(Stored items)
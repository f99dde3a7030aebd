//! Seam to the secure-execution environment.
//!
//! The daemon never talks to a TEE directly. It installs module images and
//! invokes entry points through [`SecureBackend`], handing each invocation a
//! four-slot [`Operation`] whose parameter directions are fixed per entry.

mod image_dir;
mod operation;

use std::fmt;
use std::io;
use std::sync::Arc;

use camino::Utf8PathBuf;
use eventmgr_config::Config;
use eventmgr_wire::ModuleUuid;
use thiserror::Error;

pub use image_dir::ImageDirectoryBackend;
pub use operation::{Operation, PARAM_COUNT, Param};

/// Maximum number of outputs one invocation may emit.
pub const MAX_OUTPUTS: usize = 32;

/// Capacity of the shared in/out data buffer handed to user and input entries.
pub const DATA_BUFFER_LEN: usize = 64 * 1024;

/// Opaque handle to an open module session.
#[derive(Debug, Clone, Copy, PartialEq, Eq, Hash)]
pub struct SessionHandle(u64);

impl SessionHandle {
    /// Wraps a backend-specific session identifier.
    #[must_use]
    pub const fn new(raw: u64) -> Self {
        Self(raw)
    }

    /// Backend-specific session identifier.
    #[must_use]
    pub const fn get(self) -> u64 {
        self.0
    }
}

impl fmt::Display for SessionHandle {
    fn fmt(&self, formatter: &mut fmt::Formatter<'_>) -> fmt::Result {
        write!(formatter, "session#{}", self.0)
    }
}

/// Command identifiers understood by every secure module.
#[derive(Debug, Clone, Copy, PartialEq, Eq, Hash)]
pub enum EntryId {
    /// Provision a connection key.
    SetKey,
    /// Authenticate a challenge.
    Attest,
    /// Disable the module.
    Disable,
    /// Consume an encrypted input for a connection.
    HandleInput,
    /// Run a module-defined entry point; its index travels in the value slot.
    User,
}

impl EntryId {
    /// Command identifier passed to the secure world.
    #[must_use]
    pub const fn command_id(self) -> u32 {
        match self {
            Self::SetKey => 0,
            Self::Attest => 1,
            Self::Disable => 2,
            Self::HandleInput => 3,
            Self::User => 4,
        }
    }

    const fn as_str(self) -> &'static str {
        match self {
            Self::SetKey => "set_key",
            Self::Attest => "attest",
            Self::Disable => "disable",
            Self::HandleInput => "handle_input",
            Self::User => "user",
        }
    }
}

impl fmt::Display for EntryId {
    fn fmt(&self, formatter: &mut fmt::Formatter<'_>) -> fmt::Result {
        formatter.write_str(self.as_str())
    }
}

/// Failures reported by a [`SecureBackend`].
#[derive(Debug, Error)]
pub enum BackendError {
    /// Writing the module image failed.
    #[error("failed to write module image '{path}': {source}")]
    Image {
        /// Destination of the image.
        path: Utf8PathBuf,
        /// Underlying IO error.
        #[source]
        source: io::Error,
    },
    /// The secure world refused to open a session.
    #[error("failed to open a session to module {uuid}: {message}")]
    Session {
        /// Module being opened.
        uuid: ModuleUuid,
        /// Backend diagnostic.
        message: String,
    },
    /// An invocation returned a failure code.
    #[error("{entry} invocation failed with code {code:#010x}")]
    Invoke {
        /// Entry point invoked.
        entry: EntryId,
        /// Backend result code.
        code: u32,
    },
}

/// Secure-execution environment hosting the modules.
pub trait SecureBackend: Send + Sync {
    /// Installs `image` for `uuid` and opens a session to it.
    fn install(&self, uuid: &ModuleUuid, image: &[u8]) -> Result<SessionHandle, BackendError>;

    /// Invokes `entry` on `session`. Output and in/out parameters are
    /// updated in place.
    fn invoke(
        &self,
        session: SessionHandle,
        entry: EntryId,
        operation: &mut Operation,
    ) -> Result<(), BackendError>;

    /// Releases a session dropped by a reset.
    fn close(&self, session: SessionHandle);
}

/// Builds the backend a daemon runs against once configuration is known.
pub trait BackendProvider {
    /// Creates the backend for `config`.
    fn provide(&self, config: &Config) -> Arc<dyn SecureBackend>;
}

impl<F> BackendProvider for F
where
    F: Fn(&Config) -> Arc<dyn SecureBackend>,
{
    fn provide(&self, config: &Config) -> Arc<dyn SecureBackend> {
        self(config)
    }
}

/// Provider that installs images into the configured module directory.
#[derive(Debug, Default, Clone, Copy)]
pub struct ImageDirectoryProvider;

impl BackendProvider for ImageDirectoryProvider {
    fn provide(&self, config: &Config) -> Arc<dyn SecureBackend> {
        Arc::new(ImageDirectoryBackend::new(config.module_dir()))
    }
}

§ **What you have to do**:
Filter the records above for lines with "Attest".

§ **Task result**:
    Attest,
            Self::Attest => 1,
            Self::Attest => "attest",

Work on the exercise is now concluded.